DATA EXTRACTS section start

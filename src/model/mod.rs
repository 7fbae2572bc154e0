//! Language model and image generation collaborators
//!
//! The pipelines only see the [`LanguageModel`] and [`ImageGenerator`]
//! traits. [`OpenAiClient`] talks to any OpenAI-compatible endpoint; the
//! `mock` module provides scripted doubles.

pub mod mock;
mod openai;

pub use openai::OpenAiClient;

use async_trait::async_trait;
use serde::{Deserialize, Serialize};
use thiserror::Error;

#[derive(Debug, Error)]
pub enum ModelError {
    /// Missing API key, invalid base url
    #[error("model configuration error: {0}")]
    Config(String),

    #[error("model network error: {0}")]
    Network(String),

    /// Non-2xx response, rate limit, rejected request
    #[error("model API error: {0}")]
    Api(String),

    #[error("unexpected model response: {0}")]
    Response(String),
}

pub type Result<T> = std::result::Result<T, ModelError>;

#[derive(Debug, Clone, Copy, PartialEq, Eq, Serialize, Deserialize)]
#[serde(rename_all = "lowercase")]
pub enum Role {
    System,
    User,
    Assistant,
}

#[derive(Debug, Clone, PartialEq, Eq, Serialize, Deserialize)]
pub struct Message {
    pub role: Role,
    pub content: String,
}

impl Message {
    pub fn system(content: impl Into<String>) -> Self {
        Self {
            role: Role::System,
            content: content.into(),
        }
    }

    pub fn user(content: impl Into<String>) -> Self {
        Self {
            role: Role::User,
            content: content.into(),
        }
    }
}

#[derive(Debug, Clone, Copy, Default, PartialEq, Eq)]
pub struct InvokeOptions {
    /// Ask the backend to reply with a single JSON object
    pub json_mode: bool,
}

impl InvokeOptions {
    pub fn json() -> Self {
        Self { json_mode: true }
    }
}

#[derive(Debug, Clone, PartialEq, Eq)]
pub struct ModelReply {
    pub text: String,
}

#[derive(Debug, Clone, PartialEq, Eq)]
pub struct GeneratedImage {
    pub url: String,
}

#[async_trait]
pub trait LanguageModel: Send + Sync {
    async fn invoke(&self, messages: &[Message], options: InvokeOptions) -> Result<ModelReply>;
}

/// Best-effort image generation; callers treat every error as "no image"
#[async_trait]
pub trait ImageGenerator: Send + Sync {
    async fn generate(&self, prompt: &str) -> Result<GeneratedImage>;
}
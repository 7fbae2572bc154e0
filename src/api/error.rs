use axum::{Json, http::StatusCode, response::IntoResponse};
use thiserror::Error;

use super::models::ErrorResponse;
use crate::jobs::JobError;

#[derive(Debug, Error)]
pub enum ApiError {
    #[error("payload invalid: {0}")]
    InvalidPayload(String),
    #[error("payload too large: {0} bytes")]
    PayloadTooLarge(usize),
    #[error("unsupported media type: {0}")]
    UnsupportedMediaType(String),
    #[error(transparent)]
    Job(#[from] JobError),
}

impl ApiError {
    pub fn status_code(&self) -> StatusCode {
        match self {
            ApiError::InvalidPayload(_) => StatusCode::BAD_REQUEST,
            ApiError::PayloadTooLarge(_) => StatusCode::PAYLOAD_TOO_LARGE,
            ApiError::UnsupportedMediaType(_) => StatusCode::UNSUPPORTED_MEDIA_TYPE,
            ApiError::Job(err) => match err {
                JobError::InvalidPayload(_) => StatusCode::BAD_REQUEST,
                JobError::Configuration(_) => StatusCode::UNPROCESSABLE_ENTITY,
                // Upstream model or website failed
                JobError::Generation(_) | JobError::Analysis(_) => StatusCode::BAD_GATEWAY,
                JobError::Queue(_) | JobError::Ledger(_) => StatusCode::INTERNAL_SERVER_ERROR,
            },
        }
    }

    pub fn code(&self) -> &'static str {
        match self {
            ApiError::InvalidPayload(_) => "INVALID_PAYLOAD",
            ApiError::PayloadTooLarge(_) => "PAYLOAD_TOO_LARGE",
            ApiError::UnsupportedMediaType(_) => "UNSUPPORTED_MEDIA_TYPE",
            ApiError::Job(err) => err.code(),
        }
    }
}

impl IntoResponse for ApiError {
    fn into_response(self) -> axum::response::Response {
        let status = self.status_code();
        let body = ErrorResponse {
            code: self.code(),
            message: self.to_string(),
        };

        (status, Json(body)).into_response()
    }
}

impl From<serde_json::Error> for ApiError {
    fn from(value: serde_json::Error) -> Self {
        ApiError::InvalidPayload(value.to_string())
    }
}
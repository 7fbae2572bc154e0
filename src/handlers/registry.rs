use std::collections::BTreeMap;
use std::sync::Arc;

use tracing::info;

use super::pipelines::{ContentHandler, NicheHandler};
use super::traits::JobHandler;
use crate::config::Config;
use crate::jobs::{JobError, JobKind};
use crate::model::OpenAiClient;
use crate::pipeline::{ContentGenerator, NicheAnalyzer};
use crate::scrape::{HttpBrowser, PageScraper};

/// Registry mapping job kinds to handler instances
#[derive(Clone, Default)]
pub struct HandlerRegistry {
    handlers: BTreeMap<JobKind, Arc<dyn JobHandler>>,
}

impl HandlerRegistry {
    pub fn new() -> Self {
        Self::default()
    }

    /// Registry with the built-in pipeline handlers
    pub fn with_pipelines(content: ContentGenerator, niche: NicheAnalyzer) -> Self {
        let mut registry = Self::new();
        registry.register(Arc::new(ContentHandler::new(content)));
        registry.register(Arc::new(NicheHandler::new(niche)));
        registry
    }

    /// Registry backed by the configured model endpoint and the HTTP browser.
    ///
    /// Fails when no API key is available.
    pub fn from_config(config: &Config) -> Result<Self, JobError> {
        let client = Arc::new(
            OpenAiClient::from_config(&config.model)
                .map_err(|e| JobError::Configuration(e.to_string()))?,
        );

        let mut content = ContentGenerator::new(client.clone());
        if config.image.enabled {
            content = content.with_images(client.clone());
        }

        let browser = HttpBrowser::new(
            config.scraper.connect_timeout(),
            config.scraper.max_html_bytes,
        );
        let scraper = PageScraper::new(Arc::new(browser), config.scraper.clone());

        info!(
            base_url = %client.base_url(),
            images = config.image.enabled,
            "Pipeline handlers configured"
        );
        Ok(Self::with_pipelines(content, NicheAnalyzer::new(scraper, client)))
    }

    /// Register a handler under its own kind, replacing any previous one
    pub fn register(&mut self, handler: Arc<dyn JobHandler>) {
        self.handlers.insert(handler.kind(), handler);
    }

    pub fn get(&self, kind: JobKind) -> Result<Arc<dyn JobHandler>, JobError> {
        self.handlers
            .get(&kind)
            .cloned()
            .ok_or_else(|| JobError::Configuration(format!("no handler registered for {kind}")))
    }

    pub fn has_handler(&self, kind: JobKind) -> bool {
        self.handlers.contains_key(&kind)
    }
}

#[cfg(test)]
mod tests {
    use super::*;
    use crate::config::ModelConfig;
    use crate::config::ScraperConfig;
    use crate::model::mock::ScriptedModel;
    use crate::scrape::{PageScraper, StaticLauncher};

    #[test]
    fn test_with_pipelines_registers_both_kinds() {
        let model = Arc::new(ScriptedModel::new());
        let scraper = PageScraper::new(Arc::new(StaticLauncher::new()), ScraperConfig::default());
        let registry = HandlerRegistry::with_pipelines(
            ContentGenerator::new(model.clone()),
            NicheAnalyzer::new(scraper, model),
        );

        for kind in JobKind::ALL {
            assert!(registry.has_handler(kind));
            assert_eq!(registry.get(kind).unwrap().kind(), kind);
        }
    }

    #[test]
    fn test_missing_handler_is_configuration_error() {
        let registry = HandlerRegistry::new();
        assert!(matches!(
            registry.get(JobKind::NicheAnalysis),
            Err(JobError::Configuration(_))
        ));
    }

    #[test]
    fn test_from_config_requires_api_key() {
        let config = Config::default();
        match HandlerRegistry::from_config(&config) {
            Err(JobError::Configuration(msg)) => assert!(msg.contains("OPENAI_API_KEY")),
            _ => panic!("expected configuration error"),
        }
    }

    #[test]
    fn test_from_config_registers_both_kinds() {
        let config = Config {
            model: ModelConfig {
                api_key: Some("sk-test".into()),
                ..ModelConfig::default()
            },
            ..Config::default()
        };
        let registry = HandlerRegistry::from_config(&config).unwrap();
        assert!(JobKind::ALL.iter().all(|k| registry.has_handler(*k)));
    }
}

DATA EXTRACTS section end

Check all the records above and select each line where the string "ScriptedModel" is found.

    use crate::model::mock::ScriptedModel;
        let model = Arc::new(ScriptedModel::new());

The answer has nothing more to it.